## § You don't know jack about data races

#### § Toy example

• Consider a function void incr() { global += 1; }.
• On running this on multiple thread, the final value of incr can be too low.
• It can even be a constant! Thread 1 reads the value of global(0), gets suspended, then writes global = 0 + 1at the end of the execution!
• It can even be larger than correect. If a 128 bit number is stored as two 64 bit registers, data races could cause the high and low parts to desync, causing the final count to be off. Assume we have two decimal bits lo, hi. If we have 08 ( hi=0, lo=8) and both threads try to update, one thread wants to write 09 and the other thread which writes after this wants to write 10. An interleaving can cause 19, which is way larger than 10.

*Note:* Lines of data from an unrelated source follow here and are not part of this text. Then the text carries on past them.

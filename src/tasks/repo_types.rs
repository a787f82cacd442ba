use std::{fmt, str::FromStr};

use serde::{Deserialize, Serialize};
use sqlx::FromRow;
use time::OffsetDateTime;
use uuid::Uuid;

pub const DEFAULT_PRIORITY: &str = "Medium";

#[derive(Debug, Clone, Copy, Default, PartialEq, Eq, Serialize, Deserialize)]
#[serde(rename_all = "lowercase")]
pub enum TaskStatus {
    #[default]
    Todo,
    Ongoing,
    Done,
}

impl TaskStatus {
    pub fn as_str(self) -> &'static str {
        match self {
            TaskStatus::Todo => "todo",
            TaskStatus::Ongoing => "ongoing",
            TaskStatus::Done => "done",
        }
    }
}

impl fmt::Display for TaskStatus {
    fn fmt(&self, f: &mut fmt::Formatter<'_>) -> fmt::Result {
        f.write_str(self.as_str())
    }
}

#[derive(Debug, Clone, PartialEq, Eq, thiserror::Error)]
#[error("Invalid status (todo, ongoing, done)")]
pub struct InvalidStatus;

impl FromStr for TaskStatus {
    type Err = InvalidStatus;

    fn from_str(s: &str) -> Result<Self, Self::Err> {
        match s {
            "todo" => Ok(TaskStatus::Todo),
            "ongoing" => Ok(TaskStatus::Ongoing),
            "done" => Ok(TaskStatus::Done),
            _ => Err(InvalidStatus),
        }
    }
}

impl TryFrom<String> for TaskStatus {
    type Error = InvalidStatus;

    fn try_from(s: String) -> Result<Self, Self::Error> {
        s.parse()
    }
}

/// Task row. `user_id` is the owner and is never taken from a request body.
#[derive(Debug, Clone, Serialize, FromRow)]
pub struct Task {
    pub id: Uuid,
    pub user_id: Uuid,
    pub title: String,
    pub short_desc: String,
    pub long_desc: String,
    pub priority: String,
    #[sqlx(try_from = "String")]
    pub status: TaskStatus,
    #[serde(rename = "time")]
    pub due_time: String,
    #[serde(rename = "date")]
    pub due_date: String,
    pub tags: Vec<String>,
    #[serde(with = "time::serde::rfc3339")]
    pub created_at: OffsetDateTime,
    #[serde(with = "time::serde::rfc3339")]
    pub updated_at: OffsetDateTime,
}
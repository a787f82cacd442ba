use serde::Deserialize;

/// Body for create and update. On update, absent fields keep their stored value.
#[derive(Debug, Default, Deserialize)]
pub struct CategoryRequest {
    pub name: Option<String>,
    pub color: Option<String>,
}
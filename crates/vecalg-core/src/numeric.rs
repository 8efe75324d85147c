//! Generic numeric element types for vector arithmetic
//!
//! Defines the type constraints an element type must satisfy to be used in
//! the kernels, without imposing any computational infrastructure. Integer
//! element types accumulate in `f64` so that products cannot overflow.

use num_traits::{Float, Num};
use std::fmt::Debug;
use std::ops::AddAssign;

/// Base trait for numeric types that can be used as vector elements
pub trait Numeric: Num + Copy + PartialOrd + Debug + Send + Sync {
    /// Type used to accumulate element-wise products
    ///
    /// `f64` for every supported element type: the identity for `f64`
    /// elements, widening for `f32` and the integer types.
    type Accum: Float + From<Self> + Into<f64> + AddAssign + Send + Sync;

    /// Convert to f64 (for operations that need f64)
    fn to_f64(&self) -> f64;

    /// Convert from f64 (for creating constants)
    fn from_f64(val: f64) -> Self;
}

impl Numeric for f64 {
    type Accum = f64;

    fn to_f64(&self) -> f64 {
        *self
    }

    fn from_f64(val: f64) -> Self {
        val
    }
}

impl Numeric for f32 {
    type Accum = f64; // Use f64 for better precision in accumulation

    fn to_f64(&self) -> f64 {
        *self as f64
    }

    fn from_f64(val: f64) -> Self {
        val as f32
    }
}

impl Numeric for i32 {
    type Accum = f64; // Use f64 to prevent overflow

    fn to_f64(&self) -> f64 {
        *self as f64
    }

    fn from_f64(val: f64) -> Self {
        val as i32
    }
}

impl Numeric for u32 {
    type Accum = f64; // Use f64 to prevent overflow

    fn to_f64(&self) -> f64 {
        *self as f64
    }

    fn from_f64(val: f64) -> Self {
        val as u32
    }
}
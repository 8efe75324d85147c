//! Error types for vector arithmetic
//!
//! Provides a unified error type for all vecalg crates.

use thiserror::Error;

/// Core error type for vector arithmetic operations
#[derive(Error, Debug)]
pub enum Error {
    /// Invalid input data
    #[error("Invalid input: {0}")]
    InvalidInput(String),

    /// Operand lengths do not agree
    #[error("Length mismatch: left operand has {left} elements, right operand has {right}")]
    LengthMismatch { left: usize, right: usize },

    /// Other errors
    #[error("Other error: {0}")]
    Other(#[from] anyhow::Error),
}

/// Result type alias using our Error type
pub type Result<T> = std::result::Result<T, Error>;

// Helper functions for common error patterns

impl Error {
    /// Create an error for mismatched operand lengths
    pub fn length_mismatch(left: usize, right: usize) -> Self {
        Self::LengthMismatch { left, right }
    }
}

#### § Rules of Racy Programs

• Sequentual consistency: A program is executed by interleaving steps from each thread. Logically the computer executes a step from one thread, then picks another thread, or possibly the same one, executes its next step, and so on.
• Real machines sometimes have non-sequentially consistent semantics, due to assignments being visible to threads out of order. (QUESTION: This is at the C level. But if we view it at the hardware level, it's still sequentially consistent?)
• All modern languages promise sequential consistency for programs without data races .
• What is a data race?
• Two memory operations conflict if they access the same location and at least one of them is a write.
• Two conflicting data operations form a data race if they are from different threads and can be executed "at the same time". But wen is tis possible? Clearly, this depends on the semantics of parallel computation, which we are trying to define in the first place!
• We break this circularity by considering only sequentially consistent executions.
• Two conflicting data operations form a data race iff (definition) one executes immediately after the other in that execution’s interleaving.
• Now we can say that a program is data-race-free if none of its sequentially consistent executions has a data race.
• We define this in terms of conflicting data operations to exclude synchronization operations on mutexes. Synchronization operations do not constitute a data race even if they appear next to each other in the interleaving.
• Thus, the programming model is:
1. Write code such that data races are impossible, assuming that the implementation follows sequential consistency rules.
2. The implementation then guarantees sequential consistency for such code.

#### § Counter-intuitive implications

• Consider an example where the initial state is that x,y are false.
P1: if(x) { y = true; }
P2: if(y) { x = true; }

• There is no sequentially consistent set of executions where both assignments are executed.